* Exercise brief *
Copy the lines verbatim, beginning with the line that contains "let weights = WeightMatrix::from_text_file(inputs.weights)?;" and continuing through the end of the data, and only those lines.
+++ Dataset records +++
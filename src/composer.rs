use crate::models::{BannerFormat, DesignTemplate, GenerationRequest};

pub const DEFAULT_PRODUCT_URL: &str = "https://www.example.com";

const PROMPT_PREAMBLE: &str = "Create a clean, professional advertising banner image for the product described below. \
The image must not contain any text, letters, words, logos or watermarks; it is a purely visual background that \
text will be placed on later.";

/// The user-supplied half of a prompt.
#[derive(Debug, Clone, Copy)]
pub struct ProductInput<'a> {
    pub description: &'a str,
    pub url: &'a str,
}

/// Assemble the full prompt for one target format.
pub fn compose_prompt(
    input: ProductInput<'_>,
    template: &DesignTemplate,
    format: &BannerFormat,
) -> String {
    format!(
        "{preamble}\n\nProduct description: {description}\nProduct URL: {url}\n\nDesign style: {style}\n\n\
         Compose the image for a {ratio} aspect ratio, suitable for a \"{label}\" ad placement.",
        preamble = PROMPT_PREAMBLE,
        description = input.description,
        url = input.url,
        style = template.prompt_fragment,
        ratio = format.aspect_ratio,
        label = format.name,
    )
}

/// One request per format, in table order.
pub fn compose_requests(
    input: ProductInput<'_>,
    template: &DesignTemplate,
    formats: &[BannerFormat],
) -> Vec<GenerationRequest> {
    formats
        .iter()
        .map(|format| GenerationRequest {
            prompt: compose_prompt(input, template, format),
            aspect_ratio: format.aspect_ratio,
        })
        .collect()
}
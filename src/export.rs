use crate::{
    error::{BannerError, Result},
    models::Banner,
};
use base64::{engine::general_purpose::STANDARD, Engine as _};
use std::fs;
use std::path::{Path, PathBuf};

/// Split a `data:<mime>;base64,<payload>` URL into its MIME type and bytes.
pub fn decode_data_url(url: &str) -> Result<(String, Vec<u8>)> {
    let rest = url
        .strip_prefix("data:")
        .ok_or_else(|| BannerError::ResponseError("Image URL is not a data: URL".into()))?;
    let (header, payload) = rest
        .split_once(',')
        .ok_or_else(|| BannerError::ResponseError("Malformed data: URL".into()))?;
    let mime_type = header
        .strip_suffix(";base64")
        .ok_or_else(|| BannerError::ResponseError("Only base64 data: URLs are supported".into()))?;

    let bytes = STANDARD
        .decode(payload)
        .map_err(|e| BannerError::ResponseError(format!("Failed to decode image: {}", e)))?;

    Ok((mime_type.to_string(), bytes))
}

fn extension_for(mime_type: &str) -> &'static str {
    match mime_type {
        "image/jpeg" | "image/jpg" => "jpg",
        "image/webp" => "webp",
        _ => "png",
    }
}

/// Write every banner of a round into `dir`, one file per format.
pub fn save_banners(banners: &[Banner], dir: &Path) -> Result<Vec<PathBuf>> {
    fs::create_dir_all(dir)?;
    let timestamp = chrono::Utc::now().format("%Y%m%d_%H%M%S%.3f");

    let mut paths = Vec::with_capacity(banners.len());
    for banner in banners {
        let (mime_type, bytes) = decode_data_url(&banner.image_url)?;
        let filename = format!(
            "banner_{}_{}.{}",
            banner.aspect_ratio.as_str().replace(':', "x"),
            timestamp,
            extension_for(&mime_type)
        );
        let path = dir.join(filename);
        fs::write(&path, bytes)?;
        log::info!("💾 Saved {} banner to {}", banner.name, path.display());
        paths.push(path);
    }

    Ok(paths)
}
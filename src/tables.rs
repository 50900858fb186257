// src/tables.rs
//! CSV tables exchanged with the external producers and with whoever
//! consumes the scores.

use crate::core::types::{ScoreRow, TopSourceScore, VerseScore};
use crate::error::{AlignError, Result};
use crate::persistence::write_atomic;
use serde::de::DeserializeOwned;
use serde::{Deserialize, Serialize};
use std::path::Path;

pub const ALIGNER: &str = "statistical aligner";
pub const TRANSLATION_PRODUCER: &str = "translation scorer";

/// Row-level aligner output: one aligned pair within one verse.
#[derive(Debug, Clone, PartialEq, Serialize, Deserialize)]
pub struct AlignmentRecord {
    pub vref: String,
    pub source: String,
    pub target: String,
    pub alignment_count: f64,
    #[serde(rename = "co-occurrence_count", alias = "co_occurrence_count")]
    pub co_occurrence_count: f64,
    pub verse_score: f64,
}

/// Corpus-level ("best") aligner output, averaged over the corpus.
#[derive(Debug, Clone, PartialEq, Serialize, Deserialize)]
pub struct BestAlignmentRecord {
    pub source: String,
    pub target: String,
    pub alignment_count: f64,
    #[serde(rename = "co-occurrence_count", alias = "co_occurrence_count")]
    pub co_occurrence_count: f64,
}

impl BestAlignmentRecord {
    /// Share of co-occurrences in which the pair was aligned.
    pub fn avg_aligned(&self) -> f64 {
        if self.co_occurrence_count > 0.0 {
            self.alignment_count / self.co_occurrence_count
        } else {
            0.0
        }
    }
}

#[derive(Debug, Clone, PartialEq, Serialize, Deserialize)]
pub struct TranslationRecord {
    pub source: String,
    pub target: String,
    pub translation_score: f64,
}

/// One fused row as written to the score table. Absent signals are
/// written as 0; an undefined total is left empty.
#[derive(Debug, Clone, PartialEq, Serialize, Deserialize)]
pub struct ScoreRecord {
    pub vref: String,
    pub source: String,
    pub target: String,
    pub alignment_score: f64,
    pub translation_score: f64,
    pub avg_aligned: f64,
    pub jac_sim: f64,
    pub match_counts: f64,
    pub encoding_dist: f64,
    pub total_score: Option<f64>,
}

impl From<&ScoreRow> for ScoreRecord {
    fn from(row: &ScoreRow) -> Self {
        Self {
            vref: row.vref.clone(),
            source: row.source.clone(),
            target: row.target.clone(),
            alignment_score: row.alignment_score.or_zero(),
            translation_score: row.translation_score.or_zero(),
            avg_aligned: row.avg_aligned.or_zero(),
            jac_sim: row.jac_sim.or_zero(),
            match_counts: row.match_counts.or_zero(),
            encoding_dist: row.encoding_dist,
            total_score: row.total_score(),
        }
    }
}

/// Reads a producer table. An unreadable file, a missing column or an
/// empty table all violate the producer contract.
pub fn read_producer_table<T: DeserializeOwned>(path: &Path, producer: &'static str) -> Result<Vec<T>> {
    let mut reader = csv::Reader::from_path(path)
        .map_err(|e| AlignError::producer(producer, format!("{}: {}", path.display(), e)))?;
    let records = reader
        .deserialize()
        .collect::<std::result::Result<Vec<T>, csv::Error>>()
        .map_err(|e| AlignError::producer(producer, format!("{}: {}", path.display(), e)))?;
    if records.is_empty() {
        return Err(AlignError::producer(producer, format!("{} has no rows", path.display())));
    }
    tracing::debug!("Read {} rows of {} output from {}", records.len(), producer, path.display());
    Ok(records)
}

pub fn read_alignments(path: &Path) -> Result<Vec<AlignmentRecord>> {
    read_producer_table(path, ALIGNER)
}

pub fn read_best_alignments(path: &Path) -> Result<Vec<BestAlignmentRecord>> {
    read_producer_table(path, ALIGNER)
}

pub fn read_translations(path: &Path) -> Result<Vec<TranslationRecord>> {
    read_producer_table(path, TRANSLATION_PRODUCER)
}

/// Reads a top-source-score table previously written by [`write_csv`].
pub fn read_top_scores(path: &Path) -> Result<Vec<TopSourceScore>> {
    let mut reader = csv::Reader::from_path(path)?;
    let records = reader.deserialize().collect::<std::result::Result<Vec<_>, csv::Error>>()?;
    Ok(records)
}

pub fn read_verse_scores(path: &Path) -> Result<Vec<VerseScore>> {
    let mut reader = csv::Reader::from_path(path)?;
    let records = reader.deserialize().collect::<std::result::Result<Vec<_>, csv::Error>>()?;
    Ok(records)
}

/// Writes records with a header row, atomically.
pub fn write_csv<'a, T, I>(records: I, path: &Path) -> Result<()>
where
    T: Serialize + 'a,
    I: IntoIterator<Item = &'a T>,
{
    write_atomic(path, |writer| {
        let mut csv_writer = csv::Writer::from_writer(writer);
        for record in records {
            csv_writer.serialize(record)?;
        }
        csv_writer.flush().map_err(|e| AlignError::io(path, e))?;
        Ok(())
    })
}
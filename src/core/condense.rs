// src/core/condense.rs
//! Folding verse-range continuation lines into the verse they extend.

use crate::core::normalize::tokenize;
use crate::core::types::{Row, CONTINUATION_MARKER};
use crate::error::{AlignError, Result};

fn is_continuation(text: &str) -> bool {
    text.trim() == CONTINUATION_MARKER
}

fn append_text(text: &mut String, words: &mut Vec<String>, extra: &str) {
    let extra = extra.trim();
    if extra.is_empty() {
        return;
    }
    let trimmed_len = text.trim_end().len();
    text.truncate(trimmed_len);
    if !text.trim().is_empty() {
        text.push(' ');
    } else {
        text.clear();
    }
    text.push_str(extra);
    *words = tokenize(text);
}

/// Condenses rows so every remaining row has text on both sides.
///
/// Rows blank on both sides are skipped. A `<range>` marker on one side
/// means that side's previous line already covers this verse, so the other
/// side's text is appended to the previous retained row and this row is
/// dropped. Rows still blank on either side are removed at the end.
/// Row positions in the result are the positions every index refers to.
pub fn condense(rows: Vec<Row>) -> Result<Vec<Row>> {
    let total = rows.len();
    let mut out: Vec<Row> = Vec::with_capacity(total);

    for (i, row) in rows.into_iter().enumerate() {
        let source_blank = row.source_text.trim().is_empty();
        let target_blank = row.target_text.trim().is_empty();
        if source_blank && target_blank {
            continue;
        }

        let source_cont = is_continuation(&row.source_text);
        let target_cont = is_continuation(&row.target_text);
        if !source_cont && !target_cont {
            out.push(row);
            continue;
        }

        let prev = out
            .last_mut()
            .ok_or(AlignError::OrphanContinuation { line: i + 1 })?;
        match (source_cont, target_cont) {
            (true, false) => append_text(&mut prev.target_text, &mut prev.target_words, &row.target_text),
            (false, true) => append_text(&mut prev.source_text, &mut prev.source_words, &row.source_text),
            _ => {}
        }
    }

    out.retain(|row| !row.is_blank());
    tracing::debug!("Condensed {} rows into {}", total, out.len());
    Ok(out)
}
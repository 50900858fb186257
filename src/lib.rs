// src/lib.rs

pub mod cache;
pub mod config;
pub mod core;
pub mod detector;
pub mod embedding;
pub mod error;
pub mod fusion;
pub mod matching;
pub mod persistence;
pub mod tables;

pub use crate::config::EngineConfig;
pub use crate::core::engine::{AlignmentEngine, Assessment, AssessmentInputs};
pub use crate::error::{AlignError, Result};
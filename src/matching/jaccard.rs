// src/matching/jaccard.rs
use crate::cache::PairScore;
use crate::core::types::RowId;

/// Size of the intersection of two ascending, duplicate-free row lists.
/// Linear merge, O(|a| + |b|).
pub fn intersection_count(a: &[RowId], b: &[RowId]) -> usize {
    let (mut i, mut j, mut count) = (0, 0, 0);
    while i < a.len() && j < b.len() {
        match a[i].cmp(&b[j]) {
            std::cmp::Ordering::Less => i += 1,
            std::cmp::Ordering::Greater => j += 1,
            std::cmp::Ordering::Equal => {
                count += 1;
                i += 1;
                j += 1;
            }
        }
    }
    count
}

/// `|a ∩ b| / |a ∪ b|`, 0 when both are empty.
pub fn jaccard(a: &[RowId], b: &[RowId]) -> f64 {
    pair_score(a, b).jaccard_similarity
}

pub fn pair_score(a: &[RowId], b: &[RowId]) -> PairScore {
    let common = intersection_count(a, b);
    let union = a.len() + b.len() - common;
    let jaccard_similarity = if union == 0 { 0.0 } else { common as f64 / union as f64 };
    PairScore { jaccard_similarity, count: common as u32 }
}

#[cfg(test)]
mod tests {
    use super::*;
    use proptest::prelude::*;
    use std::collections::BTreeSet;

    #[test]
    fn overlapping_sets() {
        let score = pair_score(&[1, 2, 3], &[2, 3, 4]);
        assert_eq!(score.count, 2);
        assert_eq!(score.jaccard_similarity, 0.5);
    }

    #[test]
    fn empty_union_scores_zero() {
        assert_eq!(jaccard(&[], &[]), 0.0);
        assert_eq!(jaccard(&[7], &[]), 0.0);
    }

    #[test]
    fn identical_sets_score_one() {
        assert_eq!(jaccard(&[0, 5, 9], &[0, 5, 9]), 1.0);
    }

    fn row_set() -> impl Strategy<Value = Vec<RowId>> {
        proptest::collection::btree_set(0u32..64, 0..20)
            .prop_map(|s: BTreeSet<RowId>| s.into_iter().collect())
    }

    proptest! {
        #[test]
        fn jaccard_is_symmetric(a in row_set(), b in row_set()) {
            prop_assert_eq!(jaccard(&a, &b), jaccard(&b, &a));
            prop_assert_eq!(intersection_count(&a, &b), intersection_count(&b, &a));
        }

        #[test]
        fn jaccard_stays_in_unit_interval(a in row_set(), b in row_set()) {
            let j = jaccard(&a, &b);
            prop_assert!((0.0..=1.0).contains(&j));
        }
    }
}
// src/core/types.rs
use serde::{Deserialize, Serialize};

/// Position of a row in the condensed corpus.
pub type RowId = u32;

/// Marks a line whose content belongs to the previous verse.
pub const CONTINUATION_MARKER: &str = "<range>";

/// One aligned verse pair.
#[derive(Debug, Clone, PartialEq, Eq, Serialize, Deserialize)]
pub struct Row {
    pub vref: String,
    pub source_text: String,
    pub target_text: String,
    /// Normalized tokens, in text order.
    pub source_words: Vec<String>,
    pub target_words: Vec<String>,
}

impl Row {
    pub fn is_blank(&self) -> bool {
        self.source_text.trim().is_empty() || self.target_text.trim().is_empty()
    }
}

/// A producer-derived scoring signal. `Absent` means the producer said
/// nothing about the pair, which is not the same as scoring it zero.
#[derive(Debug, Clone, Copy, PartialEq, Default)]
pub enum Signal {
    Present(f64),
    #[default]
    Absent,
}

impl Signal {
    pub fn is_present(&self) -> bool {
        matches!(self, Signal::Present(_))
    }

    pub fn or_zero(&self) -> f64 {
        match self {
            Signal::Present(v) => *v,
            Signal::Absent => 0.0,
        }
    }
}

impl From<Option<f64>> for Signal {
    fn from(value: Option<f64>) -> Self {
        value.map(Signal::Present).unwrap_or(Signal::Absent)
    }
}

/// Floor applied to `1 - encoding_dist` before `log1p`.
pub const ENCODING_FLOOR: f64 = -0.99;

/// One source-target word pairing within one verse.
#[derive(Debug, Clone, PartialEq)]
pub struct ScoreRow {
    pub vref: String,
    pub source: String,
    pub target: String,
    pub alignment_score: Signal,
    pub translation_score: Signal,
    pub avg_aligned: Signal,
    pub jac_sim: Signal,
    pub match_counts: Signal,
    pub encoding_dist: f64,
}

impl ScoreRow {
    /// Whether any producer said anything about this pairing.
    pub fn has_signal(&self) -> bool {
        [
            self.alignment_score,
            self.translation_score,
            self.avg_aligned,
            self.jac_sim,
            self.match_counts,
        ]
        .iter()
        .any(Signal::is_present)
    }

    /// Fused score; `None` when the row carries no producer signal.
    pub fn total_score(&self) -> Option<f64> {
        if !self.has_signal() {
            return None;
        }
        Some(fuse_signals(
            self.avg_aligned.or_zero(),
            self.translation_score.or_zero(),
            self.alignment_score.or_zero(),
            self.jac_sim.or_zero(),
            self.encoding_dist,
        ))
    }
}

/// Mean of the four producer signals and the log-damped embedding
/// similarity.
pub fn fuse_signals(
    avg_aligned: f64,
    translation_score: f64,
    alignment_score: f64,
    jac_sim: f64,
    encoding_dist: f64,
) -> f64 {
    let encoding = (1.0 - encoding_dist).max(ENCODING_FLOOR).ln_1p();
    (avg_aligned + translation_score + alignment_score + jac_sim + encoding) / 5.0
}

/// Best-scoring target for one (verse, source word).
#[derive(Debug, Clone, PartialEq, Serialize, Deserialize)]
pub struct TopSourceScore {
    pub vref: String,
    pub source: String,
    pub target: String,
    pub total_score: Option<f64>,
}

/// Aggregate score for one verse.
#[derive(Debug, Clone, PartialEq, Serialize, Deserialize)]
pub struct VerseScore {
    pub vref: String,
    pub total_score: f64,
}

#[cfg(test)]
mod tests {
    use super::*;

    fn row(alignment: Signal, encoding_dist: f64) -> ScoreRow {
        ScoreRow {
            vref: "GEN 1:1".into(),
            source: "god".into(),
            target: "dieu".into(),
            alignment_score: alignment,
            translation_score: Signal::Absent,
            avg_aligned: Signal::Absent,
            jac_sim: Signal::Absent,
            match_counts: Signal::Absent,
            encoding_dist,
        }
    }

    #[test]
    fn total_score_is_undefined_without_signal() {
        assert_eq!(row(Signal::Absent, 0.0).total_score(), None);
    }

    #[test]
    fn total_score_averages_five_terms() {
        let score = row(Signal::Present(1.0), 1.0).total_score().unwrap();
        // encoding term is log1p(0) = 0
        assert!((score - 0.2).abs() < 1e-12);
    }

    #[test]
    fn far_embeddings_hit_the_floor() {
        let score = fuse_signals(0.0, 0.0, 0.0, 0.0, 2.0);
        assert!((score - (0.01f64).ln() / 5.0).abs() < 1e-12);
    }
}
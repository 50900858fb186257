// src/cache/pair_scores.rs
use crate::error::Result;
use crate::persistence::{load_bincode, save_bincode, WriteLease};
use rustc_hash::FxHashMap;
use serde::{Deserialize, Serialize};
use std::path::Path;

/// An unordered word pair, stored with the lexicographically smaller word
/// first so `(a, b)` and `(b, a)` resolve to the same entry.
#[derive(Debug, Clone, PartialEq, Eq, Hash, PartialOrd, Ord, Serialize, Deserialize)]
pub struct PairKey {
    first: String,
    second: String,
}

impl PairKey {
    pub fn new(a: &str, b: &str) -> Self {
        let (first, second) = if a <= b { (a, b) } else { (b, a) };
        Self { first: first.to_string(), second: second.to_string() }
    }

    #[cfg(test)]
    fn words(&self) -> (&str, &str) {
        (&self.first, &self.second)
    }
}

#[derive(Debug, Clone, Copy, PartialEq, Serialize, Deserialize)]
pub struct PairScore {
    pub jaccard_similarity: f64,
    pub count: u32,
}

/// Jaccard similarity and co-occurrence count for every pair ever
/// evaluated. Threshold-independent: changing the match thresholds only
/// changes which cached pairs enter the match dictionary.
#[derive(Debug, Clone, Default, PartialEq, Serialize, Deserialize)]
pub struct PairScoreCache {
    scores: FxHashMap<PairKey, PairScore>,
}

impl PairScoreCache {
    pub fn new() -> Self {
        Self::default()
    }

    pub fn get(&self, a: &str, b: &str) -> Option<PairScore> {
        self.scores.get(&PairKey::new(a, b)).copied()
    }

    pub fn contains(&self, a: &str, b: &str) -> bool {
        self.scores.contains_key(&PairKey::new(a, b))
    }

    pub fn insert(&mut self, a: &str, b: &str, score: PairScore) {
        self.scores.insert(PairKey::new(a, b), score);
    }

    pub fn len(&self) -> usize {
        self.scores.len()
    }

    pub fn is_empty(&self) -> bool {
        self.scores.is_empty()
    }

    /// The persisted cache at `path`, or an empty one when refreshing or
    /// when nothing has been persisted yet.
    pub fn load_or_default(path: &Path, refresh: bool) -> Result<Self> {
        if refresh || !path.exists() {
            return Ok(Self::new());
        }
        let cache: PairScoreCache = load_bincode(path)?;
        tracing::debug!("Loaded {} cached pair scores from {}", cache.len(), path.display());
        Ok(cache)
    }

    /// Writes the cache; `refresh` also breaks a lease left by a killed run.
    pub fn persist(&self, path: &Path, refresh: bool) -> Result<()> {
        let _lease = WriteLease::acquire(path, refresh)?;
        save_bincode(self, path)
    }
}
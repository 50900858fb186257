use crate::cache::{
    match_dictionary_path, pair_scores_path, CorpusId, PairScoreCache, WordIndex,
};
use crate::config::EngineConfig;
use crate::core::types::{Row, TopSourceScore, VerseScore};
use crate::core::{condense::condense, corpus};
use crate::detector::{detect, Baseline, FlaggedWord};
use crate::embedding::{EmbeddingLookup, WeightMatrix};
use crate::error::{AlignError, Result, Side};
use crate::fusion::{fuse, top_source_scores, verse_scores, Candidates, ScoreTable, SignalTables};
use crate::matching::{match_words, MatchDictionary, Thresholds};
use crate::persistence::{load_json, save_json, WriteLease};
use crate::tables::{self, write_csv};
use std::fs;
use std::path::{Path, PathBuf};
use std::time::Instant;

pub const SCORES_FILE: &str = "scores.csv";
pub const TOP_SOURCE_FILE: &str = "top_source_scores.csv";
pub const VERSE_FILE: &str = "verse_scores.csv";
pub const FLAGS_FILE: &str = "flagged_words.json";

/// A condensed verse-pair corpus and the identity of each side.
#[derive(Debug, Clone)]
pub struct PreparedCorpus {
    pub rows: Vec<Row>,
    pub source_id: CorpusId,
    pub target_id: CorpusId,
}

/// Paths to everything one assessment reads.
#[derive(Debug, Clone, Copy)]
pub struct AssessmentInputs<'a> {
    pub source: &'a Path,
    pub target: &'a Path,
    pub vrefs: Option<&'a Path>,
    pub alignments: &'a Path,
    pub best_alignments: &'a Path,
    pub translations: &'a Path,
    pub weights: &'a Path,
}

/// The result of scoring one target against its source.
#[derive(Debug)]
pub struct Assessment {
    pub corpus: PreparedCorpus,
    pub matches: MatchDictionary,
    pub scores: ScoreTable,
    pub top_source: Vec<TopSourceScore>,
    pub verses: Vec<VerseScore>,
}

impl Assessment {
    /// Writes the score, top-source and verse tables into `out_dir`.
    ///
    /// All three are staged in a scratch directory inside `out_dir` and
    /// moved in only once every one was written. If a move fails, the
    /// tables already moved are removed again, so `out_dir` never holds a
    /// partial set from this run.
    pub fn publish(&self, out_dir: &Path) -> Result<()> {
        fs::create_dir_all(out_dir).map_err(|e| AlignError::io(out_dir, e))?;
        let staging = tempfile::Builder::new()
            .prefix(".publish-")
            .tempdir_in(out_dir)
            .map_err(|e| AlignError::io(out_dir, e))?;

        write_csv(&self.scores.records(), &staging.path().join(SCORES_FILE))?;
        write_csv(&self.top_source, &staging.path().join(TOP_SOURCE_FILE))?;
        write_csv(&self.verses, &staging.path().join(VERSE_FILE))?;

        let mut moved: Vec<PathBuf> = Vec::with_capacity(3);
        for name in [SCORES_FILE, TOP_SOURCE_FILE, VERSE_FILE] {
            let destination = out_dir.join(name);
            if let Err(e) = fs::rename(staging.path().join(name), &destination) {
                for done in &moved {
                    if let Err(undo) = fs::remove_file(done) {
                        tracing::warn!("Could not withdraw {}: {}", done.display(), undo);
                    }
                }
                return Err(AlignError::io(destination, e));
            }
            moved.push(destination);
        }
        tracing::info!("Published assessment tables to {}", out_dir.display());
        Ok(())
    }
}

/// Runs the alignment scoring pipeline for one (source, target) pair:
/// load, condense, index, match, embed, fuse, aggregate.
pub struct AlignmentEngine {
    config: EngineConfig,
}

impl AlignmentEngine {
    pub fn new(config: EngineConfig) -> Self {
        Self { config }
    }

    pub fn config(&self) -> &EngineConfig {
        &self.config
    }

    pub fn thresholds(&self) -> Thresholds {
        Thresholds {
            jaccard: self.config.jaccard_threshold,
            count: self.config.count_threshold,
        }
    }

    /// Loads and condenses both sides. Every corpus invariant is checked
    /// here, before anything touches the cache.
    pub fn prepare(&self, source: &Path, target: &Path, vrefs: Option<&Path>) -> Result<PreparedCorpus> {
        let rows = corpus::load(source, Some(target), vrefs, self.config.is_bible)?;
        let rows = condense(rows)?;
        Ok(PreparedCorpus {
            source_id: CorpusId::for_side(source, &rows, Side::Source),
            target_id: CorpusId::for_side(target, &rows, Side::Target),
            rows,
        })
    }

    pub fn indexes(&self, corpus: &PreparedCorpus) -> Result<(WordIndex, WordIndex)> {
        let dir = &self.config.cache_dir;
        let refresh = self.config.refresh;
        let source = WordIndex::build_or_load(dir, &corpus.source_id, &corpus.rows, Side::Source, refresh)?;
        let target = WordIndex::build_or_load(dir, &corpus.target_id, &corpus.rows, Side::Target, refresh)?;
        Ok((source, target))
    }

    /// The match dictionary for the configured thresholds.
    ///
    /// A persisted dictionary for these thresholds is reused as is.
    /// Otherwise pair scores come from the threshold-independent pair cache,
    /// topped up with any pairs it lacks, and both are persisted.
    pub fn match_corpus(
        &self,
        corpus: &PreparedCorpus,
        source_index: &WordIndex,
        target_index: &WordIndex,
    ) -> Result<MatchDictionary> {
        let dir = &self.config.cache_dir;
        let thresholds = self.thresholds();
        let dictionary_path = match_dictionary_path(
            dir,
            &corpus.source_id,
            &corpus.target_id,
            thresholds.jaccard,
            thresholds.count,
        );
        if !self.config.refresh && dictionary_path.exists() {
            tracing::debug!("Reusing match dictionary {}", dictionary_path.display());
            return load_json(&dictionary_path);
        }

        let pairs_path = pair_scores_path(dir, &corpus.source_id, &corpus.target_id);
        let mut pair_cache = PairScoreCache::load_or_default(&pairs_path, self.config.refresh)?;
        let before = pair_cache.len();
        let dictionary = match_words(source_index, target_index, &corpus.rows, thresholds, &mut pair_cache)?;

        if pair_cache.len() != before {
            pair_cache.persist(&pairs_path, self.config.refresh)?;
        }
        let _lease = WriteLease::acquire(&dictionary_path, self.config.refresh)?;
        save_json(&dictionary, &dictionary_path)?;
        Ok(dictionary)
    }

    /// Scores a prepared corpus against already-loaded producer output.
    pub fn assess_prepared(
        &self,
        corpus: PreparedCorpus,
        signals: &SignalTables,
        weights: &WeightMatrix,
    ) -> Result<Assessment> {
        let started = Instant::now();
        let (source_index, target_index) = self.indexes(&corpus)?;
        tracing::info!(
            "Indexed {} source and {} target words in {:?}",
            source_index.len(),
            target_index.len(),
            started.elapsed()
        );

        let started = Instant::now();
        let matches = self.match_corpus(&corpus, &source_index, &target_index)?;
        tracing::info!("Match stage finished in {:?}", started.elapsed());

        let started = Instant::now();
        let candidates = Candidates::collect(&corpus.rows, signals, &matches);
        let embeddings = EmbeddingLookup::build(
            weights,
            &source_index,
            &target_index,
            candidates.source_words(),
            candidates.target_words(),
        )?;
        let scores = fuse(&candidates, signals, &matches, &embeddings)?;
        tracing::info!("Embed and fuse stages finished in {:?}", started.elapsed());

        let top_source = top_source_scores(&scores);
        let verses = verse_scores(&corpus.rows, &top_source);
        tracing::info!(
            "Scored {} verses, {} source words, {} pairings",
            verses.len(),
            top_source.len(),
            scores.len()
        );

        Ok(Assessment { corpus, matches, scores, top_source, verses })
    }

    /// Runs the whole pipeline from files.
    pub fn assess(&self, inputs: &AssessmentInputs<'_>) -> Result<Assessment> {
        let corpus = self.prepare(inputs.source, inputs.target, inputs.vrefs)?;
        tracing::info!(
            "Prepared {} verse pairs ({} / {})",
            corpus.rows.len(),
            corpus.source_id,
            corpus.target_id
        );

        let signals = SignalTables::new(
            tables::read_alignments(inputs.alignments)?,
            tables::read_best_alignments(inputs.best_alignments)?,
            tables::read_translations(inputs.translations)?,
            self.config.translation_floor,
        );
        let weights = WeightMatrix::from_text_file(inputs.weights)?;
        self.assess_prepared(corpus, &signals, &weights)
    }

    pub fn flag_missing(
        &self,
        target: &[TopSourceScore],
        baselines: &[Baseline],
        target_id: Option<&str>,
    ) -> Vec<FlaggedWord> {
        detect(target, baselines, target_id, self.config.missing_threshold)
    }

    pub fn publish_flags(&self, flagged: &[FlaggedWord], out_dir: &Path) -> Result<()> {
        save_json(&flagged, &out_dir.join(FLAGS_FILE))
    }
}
+++
* Answer to this problem *
        let weights = WeightMatrix::from_text_file(inputs.weights)?;
        self.assess_prepared(corpus, &signals, &weights)
    }

    pub fn flag_missing(
        &self,
        target: &[TopSourceScore],
        baselines: &[Baseline],
        target_id: Option<&str>,
    ) -> Vec<FlaggedWord> {
        detect(target, baselines, target_id, self.config.missing_threshold)
    }

    pub fn publish_flags(&self, flagged: &[FlaggedWord], out_dir: &Path) -> Result<()> {
        save_json(&flagged, &out_dir.join(FLAGS_FILE))
    }
}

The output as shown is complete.